Writing a recursive query to find all Bob’s friends and their friends we would write the following SQL:

WITH RECURSIVE friend_of_friend AS (
  SELECT edges.next_node
  FROM edges
  WHERE edges.previous_node = 1
  UNION
  SELECT edges.next_node
  FROM edges
  JOIN friend_of_friend ON edges.previous_node = friend_of_friend.next_node
)
SELECT nodes.data
FROM nodes
JOIN friend_of_friend ON nodes.id = friend_of_friend.next_node;

This can be confusing at first glance, so let's break it down.
A recursive query is made up of two parts: the base case and the recursive case.
The base case is where we want to start our query.
The recursive case is the "loop" that will continue to run until some endpoint is reached.

WITH RECURSIVE {name} AS (
  {base case}
  UNION
  {recursive case}
)

The basic SQL structure of a recursive query.

In our example we want to start our query with Bob's friends, so we find the edges where Bob (id: 1) is the previous_node.
Then in the recursive case we continually join the edges table to itself until we reach the end of Bob's graph (eg. when we reach friend_of_friend.next_node = NULL).
Finally outside our recursive query we bring it all together.
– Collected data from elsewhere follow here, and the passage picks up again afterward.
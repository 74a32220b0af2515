//! # wayfarer-store
//!
//! Process-local storage for [`Record`] types.
//!
//! Each [`MemoryStore`] keeps its records in insertion order behind a
//! `tokio::sync::RwLock`. Every mutation (create, merge-update, modify,
//! delete) runs inside one write-lock critical section, so concurrent updates
//! cannot lose each other's changes and generated IDs stay unique. Nothing is
//! persisted; a restart starts empty.

use std::sync::Arc;

use chrono::Utc;
use serde_json::Value;
use tokio::sync::RwLock;
use wayfarer_core::errors::CoreError;
use wayfarer_core::ids::next_unique_id;
use wayfarer_core::record::{Record, merge_shallow};

/// Shared, cloneable handle to one record collection.
#[derive(Debug)]
pub struct MemoryStore<T> {
    records: Arc<RwLock<Vec<T>>>,
}

impl<T> Clone for MemoryStore<T> {
    fn clone(&self) -> Self {
        Self {
            records: Arc::clone(&self.records),
        }
    }
}

impl<T> Default for MemoryStore<T> {
    fn default() -> Self {
        Self {
            records: Arc::new(RwLock::new(Vec::new())),
        }
    }
}

fn not_found<T: Record>(id: &str) -> CoreError {
    CoreError::NotFound {
        entity: T::KIND,
        id: id.to_string(),
    }
}

impl<T: Record> MemoryStore<T> {
    #[must_use]
    pub fn new() -> Self {
        Self::default()
    }

    /// Store a new record, assigning its ID and timestamps.
    ///
    /// The ID is the creation time in milliseconds, stepped forward past any ID
    /// already in the store.
    ///
    /// # Errors
    ///
    /// Returns [`CoreError::Validation`] if the record lacks a required field.
    pub async fn create(&self, mut record: T) -> Result<T, CoreError> {
        record.validate()?;
        let mut records = self.records.write().await;
        let now = Utc::now();
        let id = next_unique_id(now, |candidate| {
            records.iter().any(|r| r.id() == candidate)
        });
        record.assign_identity(id, now);
        records.push(record.clone());
        tracing::debug!(kind = T::KIND.as_str(), id = record.id(), "record created");
        Ok(record)
    }

    /// All records in insertion order.
    pub async fn list(&self) -> Vec<T> {
        self.records.read().await.clone()
    }

    /// # Errors
    ///
    /// Returns [`CoreError::NotFound`] if no record has this ID.
    pub async fn get(&self, id: &str) -> Result<T, CoreError> {
        self.records
            .read()
            .await
            .iter()
            .find(|r| r.id() == id)
            .cloned()
            .ok_or_else(|| not_found::<T>(id))
    }

    /// Shallow-merge `patch` into the stored record and refresh `updatedAt`.
    ///
    /// # Errors
    ///
    /// Returns [`CoreError::NotFound`] for an unknown ID, or
    /// [`CoreError::Validation`] if the patch is malformed or the merged record
    /// lacks a required field. The stored record is unchanged on error.
    pub async fn update(&self, id: &str, patch: Value) -> Result<T, CoreError> {
        let mut records = self.records.write().await;
        let slot = records
            .iter_mut()
            .find(|r| r.id() == id)
            .ok_or_else(|| not_found::<T>(id))?;
        let mut merged = merge_shallow(slot, patch)?;
        merged.touch(Utc::now());
        *slot = merged.clone();
        tracing::debug!(kind = T::KIND.as_str(), id, "record updated");
        Ok(merged)
    }

    /// Apply `change` to the stored record inside the write lock and refresh
    /// `updatedAt`.
    ///
    /// `change` sees the record as it is now, so edits that landed while the
    /// caller was waiting on something else are kept.
    ///
    /// # Errors
    ///
    /// Returns [`CoreError::NotFound`] for an unknown ID, or
    /// [`CoreError::Validation`] if the changed record lacks a required field.
    /// The stored record is unchanged on error.
    pub async fn modify(&self, id: &str, change: impl FnOnce(&mut T)) -> Result<T, CoreError> {
        let mut records = self.records.write().await;
        let slot = records
            .iter_mut()
            .find(|r| r.id() == id)
            .ok_or_else(|| not_found::<T>(id))?;
        let mut modified = slot.clone();
        change(&mut modified);
        modified.validate()?;
        modified.touch(Utc::now());
        *slot = modified.clone();
        tracing::debug!(kind = T::KIND.as_str(), id, "record modified");
        Ok(modified)
    }

    /// Remove a record, returning it.
    ///
    /// # Errors
    ///
    /// Returns [`CoreError::NotFound`] if no record has this ID; the store is
    /// left unchanged.
    pub async fn delete(&self, id: &str) -> Result<T, CoreError> {
        let mut records = self.records.write().await;
        let index = records
            .iter()
            .position(|r| r.id() == id)
            .ok_or_else(|| not_found::<T>(id))?;
        let removed = records.remove(index);
        tracing::debug!(kind = T::KIND.as_str(), id, "record deleted");
        Ok(removed)
    }

    pub async fn len(&self) -> usize {
        self.records.read().await.len()
    }

    pub async fn is_empty(&self) -> bool {
        self.records.read().await.is_empty()
    }
}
We need to query the nodes that are associated with the edges from the recursive query so we can get each of Bob's friends' names.

data
Hank
Jeff
Sally

Conclusion

By using features built into Postgres, we can store and query graph data structures.
We used a similar approach in my previous job to dynamically generate work instructions on a manufacturing line.
Based on parameters given, and rules defined on each edge, we could generate the correct document by traversing a graph stored entirely in Postgres.
If you are already using Postgres for your relational data, you can integrate graph data structures into your existing database without adding extra systems!